In multisource feedback, an assessment method promoted within CBME [
25], family members are viewed as a source of feedback for residents in addition to that from physician-educators, peers, and other health professionals [
14,
24,
26]. Research has shown that feedback generated through this questionnaire-based method is generally accepted by learners and that they use it to reflect on and/or make changes to their practices [
26]. The participants expressed desire for parent feedback in addition to that from physician-educators. That being said, in the Canadian paediatric context, feedback from family members is typically provided informally and on an ad hoc basis, most often if physician-educators ask for their feedback on residents who interacted with them. In fact, while multisource feedback is used within the paediatrics program in this study, parent feedback is not included in it.
The findings from this study suggest that there is value in incorporating parent feedback into assessment processes across all paediatric residency programs.
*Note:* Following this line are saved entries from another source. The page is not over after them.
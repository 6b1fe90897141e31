//! Dispatcher tasks: one cache dispatcher and a pool of network dispatchers,
//! each a plain async loop over a priority queue.
mod cache;
mod network;

pub(crate) use cache::spawn_cache_dispatcher;
pub(crate) use network::spawn_network_dispatcher;

use crate::{
    DispatchStats, delivery::ResponseDelivery, network::Network,
    request_queue::QueueShared,
};
use rally_cache::Cache;
use std::{
    any::Any,
    fmt,
    sync::{
        Arc,
        atomic::{AtomicBool, Ordering},
    },
};
use tokio::{sync::Notify, task::JoinHandle};

/// Collaborators shared by all dispatchers of a queue.
#[derive(Clone)]
pub(crate) struct DispatcherContext {
    pub queues: Arc<QueueShared>,
    pub cache: Arc<dyn Cache>,
    pub network: Arc<dyn Network>,
    pub delivery: Arc<dyn ResponseDelivery>,
    pub stats: Arc<DispatchStats>,
}

/// Shutdown flag plus the interrupt that wakes a dispatcher parked on an
/// empty queue. A wake-up with the flag unset is spurious.
#[derive(Debug, Default)]
pub(crate) struct QuitSignal {
    quit: AtomicBool,
    interrupt: Notify,
}

impl QuitSignal {
    pub fn quit(&self) {
        self.quit.store(true, Ordering::Release);
        self.interrupt.notify_one();
    }

    pub fn is_quit(&self) -> bool {
        self.quit.load(Ordering::Acquire)
    }

    /// Wakes the dispatcher without asking it to stop.
    #[cfg(test)]
    pub fn interrupt(&self) {
        self.interrupt.notify_one();
    }

    pub async fn interrupted(&self) {
        self.interrupt.notified().await;
    }
}

pub(crate) struct DispatcherHandle {
    name: String,
    signal: Arc<QuitSignal>,
    task: JoinHandle<()>,
}

impl DispatcherHandle {
    pub fn spawn<F, Fut>(name: String, run: F) -> Self
    where
        F: FnOnce(Arc<QuitSignal>) -> Fut,
        Fut: Future<Output = ()> + Send + 'static,
    {
        let signal = Arc::new(QuitSignal::default());
        let task = tokio::spawn(run(Arc::clone(&signal)));
        Self { name, signal, task }
    }

    /// Asks the dispatcher to stop after its current request.
    pub fn quit(&self) {
        self.signal.quit();
    }

    pub async fn join(self) {
        if let Err(e) = self.task.await {
            tracing::error!(
                dispatcher = %self.name,
                error = %e,
                "dispatcher task failed"
            );
        }
    }
}

impl fmt::Debug for DispatcherHandle {
    fn fmt(&self, f: &mut fmt::Formatter<'_>) -> fmt::Result {
        f.debug_struct("DispatcherHandle")
            .field("name", &self.name)
            .field("quit", &self.signal.is_quit())
            .field("finished", &self.task.is_finished())
            .finish()
    }
}

pub(crate) fn panic_message(panic: &(dyn Any + Send)) -> String {
    if let Some(message) = panic.downcast_ref::<&str>() {
        (*message).to_string()
    } else if let Some(message) = panic.downcast_ref::<String>() {
        message.clone()
    } else {
        "unknown panic".to_string()
    }
}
This would contribute to well-rounded assessments and ensure consistency across programs [
40,
41]. Incorporating parent feedback would promote and facilitate the consistent use of this feedback in training environments, all of which are necessary factors in using feedback for self-assessment [
22]. Self-assessment plays an integral role in medical education; reflective practice is encouraged and modelled so that residents involve themselves in their own learning and assessment. The literature also highlights that self-assessment should not be done in isolation, but informed by multiple sources of evidence [
14,
42]. The participants expressed that they would use parent feedback to inform resident self-assessment and in turn, inform their reflections on their behaviours and practices. Therefore, parent feedback can be a valuable contribution to this process.
This study presents certain limitations that should be considered. It included a limited group of paediatric residents from a single paediatric residency program and a limited group of physician-educators from a single paediatric academic health science centre. Further, this study described residents’ and physician-educators’ perceptions of how they would use parent feedback, and does not report descriptions of their actual use of this feedback.
Conclusion
Parents can play an important role in paediatric resident assessment. This study provides an initial understanding of how paediatric residents and physician-educators would use parent feedback. This information, combined with future research, can inform the development and implementation of parent feedback strategies. Importantly, it can help promote the use of parent feedback for paediatric resident assessment in CBME.